Tahun sebelumnya menjelang Idul Adha, harga sapi siap sembelih mencapai Rp50 ribu per kilogramnya.
“Ya, harganya naik karena meningkatnya permintaan terhadap sapi siap sembelih,”ucapnya.
Agung bersama peternak lainnya mengaku tak bisa berbuat banyak. “Seharusnya Idul Adha bisa untung, tapi sekarang malah rugi,”ucapnya.
Kabid Peternakan Dinas Pertanian dan Peternakan Gianyar, Anak Agung Parwata mensinyalir ada dua faktor yang memengaruhi turunnya harga sapi potong. “Dari analisa kami, penyebabnya karena over produksi ternak sapi dan terbatasnya quota sapi potong ke luar Bali,” ujar Anak Agung Parwata.
Ia menyebutkan, populasi sapi di Gianyar tahun 2023 mencapai 36.000 ekor lebih, meningkat dibandingkan tahun sebelumnya, yaitu 31.600 ekor lebih. “Hal ini karena peternak sudah paham kesehatan sapi dan bebas penyakit seperti PMK,” ungkapnya.
Keluhan peternak sapi mendapat atensi Anggota Komisi VI DPR RI, I Nyoman Parta.

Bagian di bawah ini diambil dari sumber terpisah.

//! T-Digest sketch for approximate quantiles over combinable partial states.
//!
//! <https://arxiv.org/abs/1902.04023>

use std::cmp::Ordering;

use contquery_error::{DbError, Result, ResultExt};
use serde::{Deserialize, Serialize};

pub const DEFAULT_COMPRESSION: usize = 100;

#[derive(Clone, Debug, PartialEq, Serialize, Deserialize)]
pub struct Centroid {
    pub mean: f64,
    pub weight: f64,
}

#[derive(Clone, Debug, PartialEq, Serialize, Deserialize)]
pub struct TDigest {
    /// Centroids sorted by ascending mean.
    centroids: Vec<Centroid>,
    total_weight: f64,
    /// Compression parameter 'delta'.
    compression: usize,
}

impl Default for TDigest {
    fn default() -> Self {
        TDigest {
            centroids: Vec::new(),
            total_weight: 0.0,
            compression: DEFAULT_COMPRESSION,
        }
    }
}

impl TDigest {
    pub fn try_new(compression: usize) -> Result<Self> {
        if compression == 0 {
            return Err(DbError::new("TDigest compression cannot be zero"));
        }
        Ok(TDigest {
            centroids: Vec::new(),
            total_weight: 0.0,
            compression,
        })
    }

    pub fn total_weight(&self) -> f64 {
        self.total_weight
    }

    pub fn is_empty(&self) -> bool {
        self.centroids.is_empty()
    }

    /// Insert a single value.
    ///
    /// The value is merged into its nearest centroid when that centroid's
    /// size bound allows it, otherwise it becomes a new centroid.
    pub fn add(&mut self, x: f64) {
        if x.is_nan() {
            return;
        }

        if self.centroids.is_empty() {
            self.centroids.push(Centroid {
                mean: x,
                weight: 1.0,
            });
            self.total_weight = 1.0;
            return;
        }

        let idx = self
            .centroids
            .partition_point(|c| c.mean.total_cmp(&x) == Ordering::Less);

        // Pick the closest of the neighbors around the insertion point.
        let best = match (idx.checked_sub(1), self.centroids.get(idx)) {
            (Some(left), Some(right)) => {
                if (self.centroids[left].mean - x).abs() <= (right.mean - x).abs() {
                    left
                } else {
                    idx
                }
            }
            (Some(left), None) => left,
            (None, _) => idx,
        };

        let cumulative: f64 = self.centroids[..best].iter().map(|c| c.weight).sum();
        let w_best = self.centroids[best].weight;
        let q_best = (cumulative + w_best * 0.5) / self.total_weight;
        let w_max = self.size_bound(q_best);

        if w_best + 1.0 <= w_max {
            let c = &mut self.centroids[best];
            let new_weight = w_best + 1.0;
            c.mean = (c.mean * w_best + x) / new_weight;
            c.weight = new_weight;
        } else {
            self.centroids.insert(
                idx,
                Centroid {
                    mean: x,
                    weight: 1.0,
                },
            );
        }

        self.total_weight += 1.0;

        if self.centroids.len() > self.compression * 20 {
            self.compress();
        }
    }

    /// Merge another digest into this one.
    pub fn merge(&mut self, other: &TDigest) -> Result<()> {
        if self.compression != other.compression {
            return Err(DbError::new("Cannot merge tdigests with different compression")
                .with_field("left", self.compression)
                .with_field("right", other.compression));
        }
        if other.is_empty() {
            return Ok(());
        }
        self.centroids.extend(other.centroids.iter().cloned());
        self.total_weight += other.total_weight;
        self.compress();
        Ok(())
    }

    /// Approximate value at quantile `q`, NaN when empty.
    pub fn quantile(&self, q: f64) -> f64 {
        if self.centroids.is_empty() || self.total_weight == 0.0 {
            return f64::NAN;
        }
        let target = q.clamp(0.0, 1.0) * self.total_weight;
        let mut cumulative = 0.0;

        for (i, c) in self.centroids.iter().enumerate() {
            if target < cumulative + c.weight {
                let offset = if c.weight > 0.0 {
                    (target - cumulative) / c.weight
                } else {
                    0.0
                };
                let next_mean = self.centroids.get(i + 1).map(|n| n.mean).unwrap_or(c.mean);
                return c.mean + offset * (next_mean - c.mean);
            }
            cumulative += c.weight;
        }

        self.centroids.last().map(|c| c.mean).unwrap_or(f64::NAN)
    }

    pub fn to_bytes(&self) -> Result<Vec<u8>> {
        serde_json::to_vec(self).context("Failed to serialize tdigest")
    }

    pub fn from_bytes(bytes: &[u8]) -> Result<Self> {
        serde_json::from_slice(bytes).context("Failed to deserialize tdigest")
    }

    fn size_bound(&self, q: f64) -> f64 {
        let n = self.total_weight;
        if n > 0.0 {
            4.0 * n * q * (1.0 - q) / self.compression as f64
        } else {
            f64::INFINITY
        }
    }

    /// Re-sort centroids and merge neighbors that fit within the size bound.
    fn compress(&mut self) {
        if self.centroids.is_empty() {
            return;
        }

        self.centroids.sort_by(|a, b| a.mean.total_cmp(&b.mean));

        let mut merged: Vec<Centroid> = Vec::with_capacity(self.centroids.len());
        let mut running_weight = 0.0;

        for c in std::mem::take(&mut self.centroids) {
            match merged.last_mut() {
                Some(last) => {
                    let cum_before_last = running_weight - last.weight;
                    let q_last = (cum_before_last + last.weight * 0.5) / self.total_weight;
                    if last.weight + c.weight <= self.size_bound(q_last) {
                        let new_weight = last.weight + c.weight;
                        last.mean = (last.mean * last.weight + c.mean * c.weight) / new_weight;
                        last.weight = new_weight;
                    } else {
                        merged.push(c.clone());
                    }
                }
                None => merged.push(c.clone()),
            }
            running_weight += c.weight;
        }

        self.centroids = merged;
    }
}

#[cfg(test)]
mod tests {
    use super::*;

    #[test]
    fn quantiles_near_exact() {
        let mut td = TDigest::default();
        for i in 0..1000 {
            td.add(i as f64);
        }
        let median = td.quantile(0.5);
        assert!((median - 499.5).abs() < 20.0, "median: {median}");
        let p90 = td.quantile(0.9);
        assert!((p90 - 899.0).abs() < 20.0, "p90: {p90}");
    }

    #[test]
    fn merge_halves() {
        let mut a = TDigest::default();
        let mut b = TDigest::default();
        for i in 0..500 {
            a.add(i as f64);
        }
        for i in 500..1000 {
            b.add(i as f64);
        }
        a.merge(&b).unwrap();
        assert_eq!(1000.0, a.total_weight());
        let median = a.quantile(0.5);
        assert!((median - 499.5).abs() < 20.0, "median: {median}");
    }

    #[test]
    fn merge_mismatched_compression() {
        let mut a = TDigest::try_new(10).unwrap();
        let mut b = TDigest::try_new(20).unwrap();
        b.add(1.0);
        assert!(a.merge(&b).is_err());
    }

    #[test]
    fn bytes_round_trip() {
        let mut td = TDigest::default();
        td.add(3.0);
        td.add(4.0);
        let restored = TDigest::from_bytes(&td.to_bytes().unwrap()).unwrap();
        assert_eq!(td, restored);
    }

    #[test]
    fn empty_quantile_is_nan() {
        assert!(TDigest::default().quantile(0.5).is_nan());
        assert!(TDigest::try_new(0).is_err());
    }
}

Ia khawatir turunnya harga sapi disebabkan adanya permainan dari pihak tidak bertanggung jawab. “Khawatirnya bibit sapi dibeli kemudian dipelihara di daerah lain dan ikut dipasarkan jelang Idul Adha,” ujarnya.
Parta akan segera berkoordinasi dengan pihak terkait untuk mencari solusi terkait anjloknya harga sapi Bali di pasaran saat ini. (jay)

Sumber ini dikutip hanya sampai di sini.